• Your goal: The word "panic" may appear in some lines of the data; copy every such line.

(Data excerpts begins)

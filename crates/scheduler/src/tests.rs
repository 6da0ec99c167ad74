use std::collections::{BTreeMap, BTreeSet};
use std::time::{Duration, Instant};

use hive_core::protocol::{SchedulerQuery, SchedulerReply, ToClient, ToWorker};
use hive_core::{Address, Arg, Restrictions, RunSpec, SchedulerConfig, TaskError, TaskKey, TaskSpec, TaskStatus};

use crate::state::{Outbox, SchedulerState};

const SID: &str = "test";

// ── Helpers ─────────────────────────────────────────────────────────

fn scheduler() -> SchedulerState {
    SchedulerState::new(SchedulerConfig {
        validate: true,
        ..SchedulerConfig::default()
    })
}

fn client() -> Address {
    Address::inproc("client")
}

fn key(k: &str) -> TaskKey {
    TaskKey::new(k)
}

fn inc(k: &str, arg: impl Into<Arg>) -> TaskSpec {
    TaskSpec::new(key(k), RunSpec::new("inc", vec![arg.into()], BTreeMap::new()))
}

fn add_worker(s: &mut SchedulerState, name: &str) -> Address {
    let address = Address::inproc(name);
    s.add_worker(&address, 1, BTreeMap::new(), Instant::now(), SID);
    address
}

fn computes(outbox: &Outbox) -> Vec<(Address, TaskKey)> {
    outbox
        .workers
        .iter()
        .filter_map(|(to, msg)| match msg {
            ToWorker::ComputeTask { key, .. } => Some((to.clone(), key.clone())),
            _ => None,
        })
        .collect()
}

fn frees(outbox: &Outbox) -> Vec<(Address, TaskKey)> {
    outbox
        .workers
        .iter()
        .flat_map(|(to, msg)| match msg {
            ToWorker::FreeKeys { keys, .. } => {
                keys.iter().map(|k| (to.clone(), k.clone())).collect()
            }
            _ => Vec::new(),
        })
        .collect()
}

fn state_of(s: &SchedulerState, k: &str) -> Option<TaskStatus> {
    s.task(&key(k)).map(|ts| ts.state)
}

fn check(s: &SchedulerState) {
    if let Err(e) = s.validate() {
        panic!("{e}");
    }
}

// ── Happy path ──────────────────────────────────────────────────────

#[test]
fn chain_runs_in_dependency_order() {
    let mut s = scheduler();
    let w = add_worker(&mut s, "w1");
    s.submit_graph(&client(), vec![inc("x", 1), inc("y", key("x"))], vec![key("y")], SID);
    check(&s);

    let out = s.take_outbox();
    assert_eq!(computes(&out), vec![(w.clone(), key("x"))]);
    assert_eq!(state_of(&s, "y"), Some(TaskStatus::Waiting));

    s.task_finished(&w, &key("x"), 8, 10, SID);
    check(&s);
    let out = s.take_outbox();
    assert_eq!(computes(&out), vec![(w.clone(), key("y"))]);
    match &out.workers[0].1 {
        ToWorker::ComputeTask { who_has, nbytes, .. } => {
            assert_eq!(who_has[&key("x")], vec![w.clone()]);
            assert_eq!(nbytes[&key("x")], 8);
        }
        other => panic!("unexpected {other:?}"),
    }

    s.task_finished(&w, &key("y"), 8, 10, SID);
    check(&s);
    let out = s.take_outbox();
    assert_eq!(
        out.clients,
        vec![(client(), ToClient::KeyInMemory { key: key("y") })]
    );
    // x is no longer needed by anyone once y holds its result.
    assert_eq!(frees(&out), vec![(w.clone(), key("x"))]);
    assert_eq!(state_of(&s, "x"), Some(TaskStatus::Released));
}

#[test]
fn releasing_the_last_future_forgets_the_graph() {
    let mut s = scheduler();
    let w = add_worker(&mut s, "w1");
    s.submit_graph(&client(), vec![inc("x", 1), inc("y", key("x"))], vec![key("y")], SID);
    s.task_finished(&w, &key("x"), 8, 10, SID);
    s.task_finished(&w, &key("y"), 8, 10, SID);
    s.take_outbox();

    s.client_releases_keys(&client(), &[key("y")], SID);
    check(&s);
    assert_eq!(s.tasks().count(), 0);
    assert_eq!(frees(&s.take_outbox()), vec![(w, key("y"))]);
}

(Data excerpts ends)

• Finished exercise:
        panic!("{e}");
        other => panic!("unexpected {other:?}"),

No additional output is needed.